INPUT RECORDS section start

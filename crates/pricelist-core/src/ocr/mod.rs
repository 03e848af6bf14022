//! OCR pipeline: page preprocessing, recognition, and token layout.
//!
//! Recognition sits behind [`OcrBackend`]. The shipped backend is
//! `pure-onnx-ocr` (feature `native`); tests substitute canned boxes.

mod preprocessing;
#[cfg(feature = "native")]
mod pure_engine;

pub use preprocessing::{adaptive_gaussian_threshold, bilateral_filter, clahe, ImagePreprocessor};
#[cfg(feature = "native")]
pub use pure_engine::PureOcrEngine;

use image::DynamicImage;
use serde::{Deserialize, Serialize};

use crate::error::OcrError;
use crate::models::config::OcrConfig;

/// A recognized text region with its quadrilateral.
#[derive(Debug, Clone, Serialize, Deserialize)]
pub struct TextBox {
    /// Corner coordinates (x1, y1, x2, y2, x3, y3, x4, y4).
    pub bbox: [f32; 8],

    /// Recognized text content.
    pub text: String,

    /// Recognition confidence (0.0 - 1.0).
    pub confidence: f32,
}

impl TextBox {
    /// Get the center point of the bounding box.
    pub fn center(&self) -> (f32, f32) {
        let x = (self.bbox[0] + self.bbox[2] + self.bbox[4] + self.bbox[6]) / 4.0;
        let y = (self.bbox[1] + self.bbox[3] + self.bbox[5] + self.bbox[7]) / 4.0;
        (x, y)
    }

    /// Get the axis-aligned bounding rectangle as (min_x, min_y, max_x, max_y).
    pub fn rect(&self) -> (f32, f32, f32, f32) {
        let xs = [self.bbox[0], self.bbox[2], self.bbox[4], self.bbox[6]];
        let ys = [self.bbox[1], self.bbox[3], self.bbox[5], self.bbox[7]];

        let min_x = xs.iter().cloned().fold(f32::INFINITY, f32::min);
        let max_x = xs.iter().cloned().fold(f32::NEG_INFINITY, f32::max);
        let min_y = ys.iter().cloned().fold(f32::INFINITY, f32::min);
        let max_y = ys.iter().cloned().fold(f32::NEG_INFINITY, f32::max);

        (min_x, min_y, max_x, max_y)
    }

    pub fn height(&self) -> f32 {
        let (_, min_y, _, max_y) = self.rect();
        max_y - min_y
    }

    /// Average glyph width, from the box width over its character count.
    fn glyph_width(&self) -> f32 {
        let (min_x, _, max_x, _) = self.rect();
        let chars = self.text.chars().count().max(1);
        (max_x - min_x) / chars as f32
    }
}

/// Result of OCR processing on an image.
#[derive(Debug, Clone, Serialize, Deserialize)]
pub struct OcrResult {
    /// Recognized text boxes, in no particular order.
    pub boxes: Vec<TextBox>,

    /// Processing time in milliseconds.
    pub processing_time_ms: u64,

    /// Image dimensions (width, height).
    pub image_size: (u32, u32),
}

/// A text recognizer over whole page images.
pub trait OcrBackend {
    fn recognize(&self, image: &DynamicImage) -> Result<OcrResult, OcrError>;
}

/// Load the configured backend from the model directory.
#[cfg(feature = "native")]
pub fn create_backend(config: &OcrConfig) -> Result<Box<dyn OcrBackend>, OcrError> {
    Ok(Box::new(PureOcrEngine::from_config(config)?))
}

#[cfg(not(feature = "native"))]
pub fn create_backend(_config: &OcrConfig) -> Result<Box<dyn OcrBackend>, OcrError> {
    Err(OcrError::Unavailable("built without the native feature".to_string()))
}

/// Boxes grouped into lines top to bottom, each sorted left to right.
///
/// A box joins the current line when its vertical center lies within the
/// band around the line's first box: `tolerance`, or half that box's height.
fn cluster_lines<'a>(boxes: impl IntoIterator<Item = &'a TextBox>, tolerance: Option<f32>) -> Vec<Vec<&'a TextBox>> {
    let mut sorted: Vec<&TextBox> = boxes.into_iter().collect();
    sorted.sort_by(|a, b| a.center().1.total_cmp(&b.center().1));

    let mut lines: Vec<(f32, f32, Vec<&TextBox>)> = Vec::new();
    for b in sorted {
        let cy = b.center().1;
        match lines.last_mut() {
            Some((anchor, band, members)) if (cy - *anchor).abs() <= *band => members.push(b),
            _ => {
                let band = tolerance.unwrap_or(b.height() / 2.0).max(1.0);
                lines.push((cy, band, vec![b]));
            }
        }
    }

    lines
        .into_iter()
        .map(|(_, _, mut members)| {
            members.sort_by(|a, b| a.rect().0.total_cmp(&b.rect().0));
            members
        })
        .collect()
}

/// Reassemble recognized boxes into text lines, preserving column gaps.
///
/// Neighboring boxes are joined with one space, or with two when the gap
/// exceeds `space_gap_ratio` average glyph widths so the line parser sees a
/// column break.
pub fn assemble_lines(result: &OcrResult, space_gap_ratio: f32) -> Vec<String> {
    cluster_lines(&result.boxes, None)
        .into_iter()
        .map(|members| {
            let mut line = String::new();
            let mut prev: Option<&TextBox> = None;
            for b in members {
                let text = b.text.trim();
                if text.is_empty() {
                    continue;
                }
                if let Some(p) = prev {
                    let gap = b.rect().0 - p.rect().2;
                    let glyph = (p.glyph_width() + b.glyph_width()) / 2.0;
                    line.push_str(if gap > space_gap_ratio * glyph { "  " } else { " " });
                }
                line.push_str(text);
                prev = Some(b);
            }
            line
        })
        .filter(|l| !l.is_empty())
        .collect()
}

/// Confident tokens clustered into spatial rows for the row parser.
pub fn group_into_rows(result: &OcrResult, min_confidence: f32, row_tolerance: f32) -> Vec<Vec<String>> {
    let confident = result
        .boxes
        .iter()
        .filter(|b| b.confidence >= min_confidence && !b.text.trim().is_empty());

    cluster_lines(confident, Some(row_tolerance))
        .into_iter()
        .map(|members| members.iter().map(|b| b.text.trim().to_string()).collect())
        .collect()
}

#[cfg(test)]
mod tests {
    use super::*;
    use pretty_assertions::assert_eq;

    fn text_box(x: f32, y: f32, w: f32, text: &str, confidence: f32) -> TextBox {
        let h = 20.0;
        TextBox {
            bbox: [x, y, x + w, y, x + w, y + h, x, y + h],
            text: text.to_string(),
            confidence,
        }
    }

    fn result(boxes: Vec<TextBox>) -> OcrResult {
        OcrResult {
            boxes,
            processing_time_ms: 0,
            image_size: (1000, 1000),
        }
    }

    #[test]
    fn test_text_box_geometry() {
        let b = text_box(10.0, 20.0, 60.0, "103387", 0.9);
        assert_eq!(b.center(), (40.0, 30.0));
        assert_eq!(b.rect(), (10.0, 20.0, 70.0, 40.0));
        assert_eq!(b.height(), 20.0);
        assert_eq!(b.glyph_width(), 10.0);
    }

    #[test]
    fn test_assemble_lines_spacing() {
        let ocr = result(vec![
            text_box(300.0, 102.0, 50.0, "$4.99", 0.9),
            text_box(10.0, 100.0, 60.0, "103387", 0.9),
            text_box(100.0, 101.0, 40.0, "BEEF", 0.9),
            text_box(145.0, 100.0, 50.0, "CHUCK", 0.9),
            text_box(10.0, 140.0, 60.0, "103388", 0.9),
        ]);
        let lines = assemble_lines(&ocr, 1.5);
        assert_eq!(lines, vec!["103387  BEEF CHUCK  $4.99", "103388"]);
    }

    #[test]
    fn test_group_into_rows_drops_low_confidence() {
        let ocr = result(vec![
            text_box(200.0, 105.0, 50.0, "1.85", 0.95),
            text_box(10.0, 100.0, 20.0, "12", 0.9),
            text_box(50.0, 98.0, 80.0, "CHUCK ROLL", 0.8),
            text_box(400.0, 100.0, 30.0, "~~", 0.1),
            text_box(10.0, 150.0, 20.0, "13", 0.9),
        ]);
        let rows = group_into_rows(&ocr, 0.30, 10.0);
        assert_eq!(
            rows,
            vec![
                vec!["12".to_string(), "CHUCK ROLL".to_string(), "1.85".to_string()],
                vec!["13".to_string()],
            ]
        );
    }
}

INPUT RECORDS section end

Your task is to return each line of the data above that contains the string "center".

:: YOUR SOLUTION ::
    /// Get the center point of the bounding box.
    pub fn center(&self) -> (f32, f32) {
/// A box joins the current line when its vertical center lies within the
    sorted.sort_by(|a, b| a.center().1.total_cmp(&b.center().1));
        let cy = b.center().1;
        assert_eq!(b.center(), (40.0, 30.0));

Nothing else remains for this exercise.